中古住宅の流通が活発な
欧米並みの住宅政策が急務

 一方で、東京23区の新築マンションの平均価格は、15年に6842万円、16年には7318万円※1と高騰している。住宅業界では「6000万円を超えると一般市民には手が届かなくなる」といわれている。まして7000万円超えとは、一体誰のための住宅なのか。

 バブル期に日本人が海外の不動産を買ったように、今は台湾やシンガポール、中国の人々が日本の不動産を買っている。しかし投資先として人気なのはロンドンやハワイなどで、東京は2番手。着工数を下支えするほど外国マネーが入ってくるとは思えない。いずれババを引く人が出るだろうと危惧している。

 こうした状況なので、今は中古住宅購入を検討するのに適した時期といえる。新築価格の高騰に伴い中古価格も上昇傾向にあったが、昨年の秋ごろから落ち着き始めている。中古住宅の価格にはその地域の過去の取引実績が反映されるため、適正価格がつかみやすい。今こそ上手に値下げ交渉をしながら、いい中古物件を入手してほしい。

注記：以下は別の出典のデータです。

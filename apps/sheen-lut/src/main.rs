//! Offline BRDF lookup table generator.
//!
//! Reads a parameter image (red = roughness, green = sample-count scale) and
//! writes the split-sum scale/bias table as a 16-bit RGBA image.
//!
//! ## Usage
//!
//! ```bash
//! cargo run -p sheen-lut --release -- [OPTIONS]
//! ```
//!
//! ## Options
//!
//! - `-i, --input <PATH>`: Parameter image (default: `input_texture.png`)
//! - `-o, --output <PATH>`: Output image (default: `output_brdf_lut.png`)
//! - `-s, --size <WxH>`: Output size in texels (default: 1080x1920)
//! - `--uniform`: Generate the classic roughness x view-cosine table instead
//! - `--seed <N>`: Rotate the sample points by a seed-derived offset
//! - `-h, --help`: Print help message
//!
//! ## Environment Variables
//!
//! - `RUST_LOG`: Set log level (e.g., info, debug, trace)

mod args;

use anyhow::Context;
use tracing::info;
use tracing_subscriber::EnvFilter;

use crate::args::LutArgs;

fn main() -> anyhow::Result<()> {
    let args = LutArgs::from_args()?;
    if args.help {
        print_help();
        return Ok(());
    }

    tracing_subscriber::fmt()
        .with_env_filter(
            EnvFilter::try_from_default_env().unwrap_or_else(|_| EnvFilter::new("info")),
        )
        .init();

    let config = args.to_config();
    let lut = sheen_brdf::generate(&config)
        .with_context(|| format!("failed to generate {}", config.output.display()))?;

    let (width, height) = lut.dimensions();
    info!("Done: {}x{} table", width, height);
    Ok(())
}

fn print_help() {
    eprintln!(
        "sheen-lut: offline BRDF lookup table generator

USAGE:
    cargo run -p sheen-lut --release -- [OPTIONS]

OPTIONS:
    -i, --input <PATH>      Parameter image; red = roughness, green = sample scale
                            Default: {input}
    -o, --output <PATH>     Output image, overwritten if present
                            Default: {output}
    -s, --size <WxH>        Output size in texels (default: {width}x{height})
    --uniform               Classic table: roughness along x, view cosine along y
    --seed <N>              Rotate sample points by a seed-derived offset
    -h, --help              Print this help message

EXAMPLES:
    # Default paths
    cargo run -p sheen-lut --release

    # Small analytic table
    cargo run -p sheen-lut --release -- --uniform -s 256x256 -o brdf_lut.png

ENVIRONMENT VARIABLES:
    RUST_LOG                Set log level (e.g., info, debug, trace)",
        input = sheen_core::constants::DEFAULT_INPUT_FILE,
        output = sheen_core::constants::DEFAULT_LUT_FILE,
        width = sheen_core::constants::DEFAULT_LUT_WIDTH,
        height = sheen_core::constants::DEFAULT_LUT_HEIGHT,
    );
}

 そして国には、「中古住宅の流通量が新築の5倍」という欧米並みの住宅政策を求めたい。人の一生で最もコストがかかるのは、住宅と教育だ。「住宅が安くなれば子どもが生まれる」という学説もある。多くの人が安心して子育てができる住宅政策は、国の将来に関わる根幹であることを肝に銘じてほしい。